= WHAT YOU ARE ASKED TO DO =
The exercise asks for every line of the data to be reproduced exactly.

-------- EXTRACTED ENTRIES --------

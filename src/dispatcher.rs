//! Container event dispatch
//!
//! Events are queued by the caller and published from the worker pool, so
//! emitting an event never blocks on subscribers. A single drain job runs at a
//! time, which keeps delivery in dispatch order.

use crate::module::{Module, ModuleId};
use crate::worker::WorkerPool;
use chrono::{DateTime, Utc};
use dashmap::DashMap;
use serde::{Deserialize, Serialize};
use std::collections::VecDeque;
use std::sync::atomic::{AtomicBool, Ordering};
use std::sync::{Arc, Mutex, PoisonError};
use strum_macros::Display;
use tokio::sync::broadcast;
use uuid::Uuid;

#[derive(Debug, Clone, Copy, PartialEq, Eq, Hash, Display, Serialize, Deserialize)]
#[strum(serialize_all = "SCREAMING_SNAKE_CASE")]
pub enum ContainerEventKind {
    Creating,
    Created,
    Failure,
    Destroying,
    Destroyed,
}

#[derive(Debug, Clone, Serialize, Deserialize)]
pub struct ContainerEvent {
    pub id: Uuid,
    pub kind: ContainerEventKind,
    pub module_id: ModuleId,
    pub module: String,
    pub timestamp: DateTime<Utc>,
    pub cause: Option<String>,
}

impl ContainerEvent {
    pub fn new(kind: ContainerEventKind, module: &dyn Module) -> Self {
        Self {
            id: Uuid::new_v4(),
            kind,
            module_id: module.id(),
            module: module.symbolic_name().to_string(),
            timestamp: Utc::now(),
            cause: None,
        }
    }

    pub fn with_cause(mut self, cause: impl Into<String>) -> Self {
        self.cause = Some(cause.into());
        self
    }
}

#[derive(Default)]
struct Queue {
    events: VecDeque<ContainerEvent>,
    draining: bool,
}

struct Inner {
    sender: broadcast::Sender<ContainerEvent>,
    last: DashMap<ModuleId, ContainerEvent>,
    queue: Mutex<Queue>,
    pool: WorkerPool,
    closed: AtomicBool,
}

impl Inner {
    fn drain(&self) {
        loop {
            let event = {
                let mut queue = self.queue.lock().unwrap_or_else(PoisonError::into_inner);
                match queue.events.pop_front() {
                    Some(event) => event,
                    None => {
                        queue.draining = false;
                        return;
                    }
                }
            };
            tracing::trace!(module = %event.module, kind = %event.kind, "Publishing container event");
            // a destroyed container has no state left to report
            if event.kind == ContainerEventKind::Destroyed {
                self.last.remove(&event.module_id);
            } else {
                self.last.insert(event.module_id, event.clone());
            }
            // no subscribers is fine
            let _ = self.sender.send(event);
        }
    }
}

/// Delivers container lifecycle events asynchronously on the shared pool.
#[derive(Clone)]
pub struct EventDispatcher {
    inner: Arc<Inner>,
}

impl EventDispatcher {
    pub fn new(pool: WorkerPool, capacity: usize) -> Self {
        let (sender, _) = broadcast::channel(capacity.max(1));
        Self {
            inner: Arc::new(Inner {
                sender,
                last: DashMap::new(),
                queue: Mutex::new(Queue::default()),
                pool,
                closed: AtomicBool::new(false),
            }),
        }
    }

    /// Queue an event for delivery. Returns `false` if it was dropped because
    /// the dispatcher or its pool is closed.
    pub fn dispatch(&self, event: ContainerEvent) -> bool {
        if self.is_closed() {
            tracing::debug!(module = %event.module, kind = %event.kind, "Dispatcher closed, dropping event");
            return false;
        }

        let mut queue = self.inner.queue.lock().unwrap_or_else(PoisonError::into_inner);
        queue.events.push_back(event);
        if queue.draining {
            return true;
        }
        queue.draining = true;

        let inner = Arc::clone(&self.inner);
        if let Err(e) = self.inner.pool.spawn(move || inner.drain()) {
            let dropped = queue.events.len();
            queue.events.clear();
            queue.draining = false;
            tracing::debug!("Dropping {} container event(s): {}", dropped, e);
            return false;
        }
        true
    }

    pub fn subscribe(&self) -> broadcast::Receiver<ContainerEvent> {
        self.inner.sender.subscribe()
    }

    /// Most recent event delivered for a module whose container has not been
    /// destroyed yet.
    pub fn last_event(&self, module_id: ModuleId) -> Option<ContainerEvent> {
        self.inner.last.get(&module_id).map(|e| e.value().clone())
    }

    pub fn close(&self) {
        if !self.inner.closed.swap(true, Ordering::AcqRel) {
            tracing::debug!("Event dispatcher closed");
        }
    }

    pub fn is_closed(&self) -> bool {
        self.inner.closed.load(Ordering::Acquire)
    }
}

--------

= RESPONSE =
filename src/dispatcher.rs
//! Container event dispatch
//!
//! Events are queued by the caller and published from the worker pool, so
//! emitting an event never blocks on subscribers. A single drain job runs at a
//! time, which keeps delivery in dispatch order.

use crate::module::{Module, ModuleId};
use crate::worker::WorkerPool;
use chrono::{DateTime, Utc};
use dashmap::DashMap;
use serde::{Deserialize, Serialize};
use std::collections::VecDeque;
use std::sync::atomic::{AtomicBool, Ordering};
use std::sync::{Arc, Mutex, PoisonError};
use strum_macros::Display;
use tokio::sync::broadcast;
use uuid::Uuid;

#[derive(Debug, Clone, Copy, PartialEq, Eq, Hash, Display, Serialize, Deserialize)]
#[strum(serialize_all = "SCREAMING_SNAKE_CASE")]
pub enum ContainerEventKind {
    Creating,
    Created,
    Failure,
    Destroying,
    Destroyed,
}

#[derive(Debug, Clone, Serialize, Deserialize)]
pub struct ContainerEvent {
    pub id: Uuid,
    pub kind: ContainerEventKind,
    pub module_id: ModuleId,
    pub module: String,
    pub timestamp: DateTime<Utc>,
    pub cause: Option<String>,
}

impl ContainerEvent {
    pub fn new(kind: ContainerEventKind, module: &dyn Module) -> Self {
        Self {
            id: Uuid::new_v4(),
            kind,
            module_id: module.id(),
            module: module.symbolic_name().to_string(),
            timestamp: Utc::now(),
            cause: None,
        }
    }

    pub fn with_cause(mut self, cause: impl Into<String>) -> Self {
        self.cause = Some(cause.into());
        self
    }
}

#[derive(Default)]
struct Queue {
    events: VecDeque<ContainerEvent>,
    draining: bool,
}

struct Inner {
    sender: broadcast::Sender<ContainerEvent>,
    last: DashMap<ModuleId, ContainerEvent>,
    queue: Mutex<Queue>,
    pool: WorkerPool,
    closed: AtomicBool,
}

impl Inner {
    fn drain(&self) {
        loop {
            let event = {
                let mut queue = self.queue.lock().unwrap_or_else(PoisonError::into_inner);
                match queue.events.pop_front() {
                    Some(event) => event,
                    None => {
                        queue.draining = false;
                        return;
                    }
                }
            };
            tracing::trace!(module = %event.module, kind = %event.kind, "Publishing container event");
            // a destroyed container has no state left to report
            if event.kind == ContainerEventKind::Destroyed {
                self.last.remove(&event.module_id);
            } else {
                self.last.insert(event.module_id, event.clone());
            }
            // no subscribers is fine
            let _ = self.sender.send(event);
        }
    }
}

/// Delivers container lifecycle events asynchronously on the shared pool.
#[derive(Clone)]
pub struct EventDispatcher {
    inner: Arc<Inner>,
}

impl EventDispatcher {
    pub fn new(pool: WorkerPool, capacity: usize) -> Self {
        let (sender, _) = broadcast::channel(capacity.max(1));
        Self {
            inner: Arc::new(Inner {
                sender,
                last: DashMap::new(),
                queue: Mutex::new(Queue::default()),
                pool,
                closed: AtomicBool::new(false),
            }),
        }
    }

    /// Queue an event for delivery. Returns `false` if it was dropped because
    /// the dispatcher or its pool is closed.
    pub fn dispatch(&self, event: ContainerEvent) -> bool {
        if self.is_closed() {
            tracing::debug!(module = %event.module, kind = %event.kind, "Dispatcher closed, dropping event");
            return false;
        }

        let mut queue = self.inner.queue.lock().unwrap_or_else(PoisonError::into_inner);
        queue.events.push_back(event);
        if queue.draining {
            return true;
        }
        queue.draining = true;

        let inner = Arc::clone(&self.inner);
        if let Err(e) = self.inner.pool.spawn(move || inner.drain()) {
            let dropped = queue.events.len();
            queue.events.clear();
            queue.draining = false;
            tracing::debug!("Dropping {} container event(s): {}", dropped, e);
            return false;
        }
        true
    }

    pub fn subscribe(&self) -> broadcast::Receiver<ContainerEvent> {
        self.inner.sender.subscribe()
    }

    /// Most recent event delivered for a module whose container has not been
    /// destroyed yet.
    pub fn last_event(&self, module_id: ModuleId) -> Option<ContainerEvent> {
        self.inner.last.get(&module_id).map(|e| e.value().clone())
    }

    pub fn close(&self) {
        if !self.inner.closed.swap(true, Ordering::AcqRel) {
            tracing::debug!("Event dispatcher closed");
        }
    }

    pub fn is_closed(&self) -> bool {
        self.inner.closed.load(Ordering::Acquire)
    }
}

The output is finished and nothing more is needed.